BEGIN

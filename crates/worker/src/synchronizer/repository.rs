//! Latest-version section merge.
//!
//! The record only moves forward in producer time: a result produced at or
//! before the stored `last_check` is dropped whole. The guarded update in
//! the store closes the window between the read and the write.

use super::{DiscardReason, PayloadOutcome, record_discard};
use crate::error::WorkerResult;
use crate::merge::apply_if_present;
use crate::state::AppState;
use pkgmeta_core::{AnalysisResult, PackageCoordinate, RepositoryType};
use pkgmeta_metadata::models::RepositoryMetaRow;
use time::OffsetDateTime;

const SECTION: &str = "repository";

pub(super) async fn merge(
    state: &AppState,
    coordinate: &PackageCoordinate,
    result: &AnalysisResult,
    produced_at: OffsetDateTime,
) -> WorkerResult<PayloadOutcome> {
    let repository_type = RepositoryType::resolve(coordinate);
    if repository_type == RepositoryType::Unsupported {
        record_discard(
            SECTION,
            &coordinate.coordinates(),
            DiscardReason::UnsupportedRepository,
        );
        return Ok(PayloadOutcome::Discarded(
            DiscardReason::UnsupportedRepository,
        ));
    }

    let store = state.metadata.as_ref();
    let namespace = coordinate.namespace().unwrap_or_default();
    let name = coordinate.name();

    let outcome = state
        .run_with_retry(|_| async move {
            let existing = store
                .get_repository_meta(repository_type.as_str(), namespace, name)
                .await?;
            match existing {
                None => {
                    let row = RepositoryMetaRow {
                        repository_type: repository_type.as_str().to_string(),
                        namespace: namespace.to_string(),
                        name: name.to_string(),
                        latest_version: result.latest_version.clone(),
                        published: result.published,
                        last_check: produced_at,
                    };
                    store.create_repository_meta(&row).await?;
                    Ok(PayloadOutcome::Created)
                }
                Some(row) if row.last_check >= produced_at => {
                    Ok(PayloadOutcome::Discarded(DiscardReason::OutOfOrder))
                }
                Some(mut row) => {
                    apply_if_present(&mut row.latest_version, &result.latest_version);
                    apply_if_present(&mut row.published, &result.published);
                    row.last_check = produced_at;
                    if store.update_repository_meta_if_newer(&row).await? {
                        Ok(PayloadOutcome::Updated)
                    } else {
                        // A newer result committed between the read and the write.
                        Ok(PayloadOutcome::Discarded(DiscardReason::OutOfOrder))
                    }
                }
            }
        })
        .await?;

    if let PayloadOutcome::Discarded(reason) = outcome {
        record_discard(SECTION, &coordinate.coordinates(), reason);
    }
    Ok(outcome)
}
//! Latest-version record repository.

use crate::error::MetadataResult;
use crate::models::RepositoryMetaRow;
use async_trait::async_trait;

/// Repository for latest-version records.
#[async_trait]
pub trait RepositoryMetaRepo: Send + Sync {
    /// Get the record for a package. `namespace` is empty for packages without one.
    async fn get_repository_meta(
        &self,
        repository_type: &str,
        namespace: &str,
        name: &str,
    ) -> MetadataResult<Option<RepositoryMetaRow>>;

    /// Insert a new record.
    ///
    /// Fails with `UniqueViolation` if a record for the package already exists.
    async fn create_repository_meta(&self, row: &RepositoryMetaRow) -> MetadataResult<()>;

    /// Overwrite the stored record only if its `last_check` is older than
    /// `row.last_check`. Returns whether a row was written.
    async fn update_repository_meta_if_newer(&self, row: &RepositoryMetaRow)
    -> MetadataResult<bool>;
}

END

What to do: Reproduce the entries exactly. Every word has to stay the same.

Result for this exercise:
filename crates/worker/src/synchronizer/repository.rs
//! Latest-version section merge.
//!
//! The record only moves forward in producer time: a result produced at or
//! before the stored `last_check` is dropped whole. The guarded update in
//! the store closes the window between the read and the write.

use super::{DiscardReason, PayloadOutcome, record_discard};
use crate::error::WorkerResult;
use crate::merge::apply_if_present;
use crate::state::AppState;
use pkgmeta_core::{AnalysisResult, PackageCoordinate, RepositoryType};
use pkgmeta_metadata::models::RepositoryMetaRow;
use time::OffsetDateTime;

const SECTION: &str = "repository";

pub(super) async fn merge(
    state: &AppState,
    coordinate: &PackageCoordinate,
    result: &AnalysisResult,
    produced_at: OffsetDateTime,
) -> WorkerResult<PayloadOutcome> {
    let repository_type = RepositoryType::resolve(coordinate);
    if repository_type == RepositoryType::Unsupported {
        record_discard(
            SECTION,
            &coordinate.coordinates(),
            DiscardReason::UnsupportedRepository,
        );
        return Ok(PayloadOutcome::Discarded(
            DiscardReason::UnsupportedRepository,
        ));
    }

    let store = state.metadata.as_ref();
    let namespace = coordinate.namespace().unwrap_or_default();
    let name = coordinate.name();

    let outcome = state
        .run_with_retry(|_| async move {
            let existing = store
                .get_repository_meta(repository_type.as_str(), namespace, name)
                .await?;
            match existing {
                None => {
                    let row = RepositoryMetaRow {
                        repository_type: repository_type.as_str().to_string(),
                        namespace: namespace.to_string(),
                        name: name.to_string(),
                        latest_version: result.latest_version.clone(),
                        published: result.published,
                        last_check: produced_at,
                    };
                    store.create_repository_meta(&row).await?;
                    Ok(PayloadOutcome::Created)
                }
                Some(row) if row.last_check >= produced_at => {
                    Ok(PayloadOutcome::Discarded(DiscardReason::OutOfOrder))
                }
                Some(mut row) => {
                    apply_if_present(&mut row.latest_version, &result.latest_version);
                    apply_if_present(&mut row.published, &result.published);
                    row.last_check = produced_at;
                    if store.update_repository_meta_if_newer(&row).await? {
                        Ok(PayloadOutcome::Updated)
                    } else {
                        // A newer result committed between the read and the write.
                        Ok(PayloadOutcome::Discarded(DiscardReason::OutOfOrder))
                    }
                }
            }
        })
        .await?;

    if let PayloadOutcome::Discarded(reason) = outcome {
        record_discard(SECTION, &coordinate.coordinates(), reason);
    }
    Ok(outcome)
}
//! Latest-version record repository.

use crate::error::MetadataResult;
use crate::models::RepositoryMetaRow;
use async_trait::async_trait;

/// Repository for latest-version records.
#[async_trait]
pub trait RepositoryMetaRepo: Send + Sync {
    /// Get the record for a package. `namespace` is empty for packages without one.
    async fn get_repository_meta(
        &self,
        repository_type: &str,
        namespace: &str,
        name: &str,
    ) -> MetadataResult<Option<RepositoryMetaRow>>;

    /// Insert a new record.
    ///
    /// Fails with `UniqueViolation` if a record for the package already exists.
    async fn create_repository_meta(&self, row: &RepositoryMetaRow) -> MetadataResult<()>;

    /// Overwrite the stored record only if its `last_check` is older than
    /// `row.last_check`. Returns whether a row was written.
    async fn update_repository_meta_if_newer(&self, row: &RepositoryMetaRow)
    -> MetadataResult<bool>;
}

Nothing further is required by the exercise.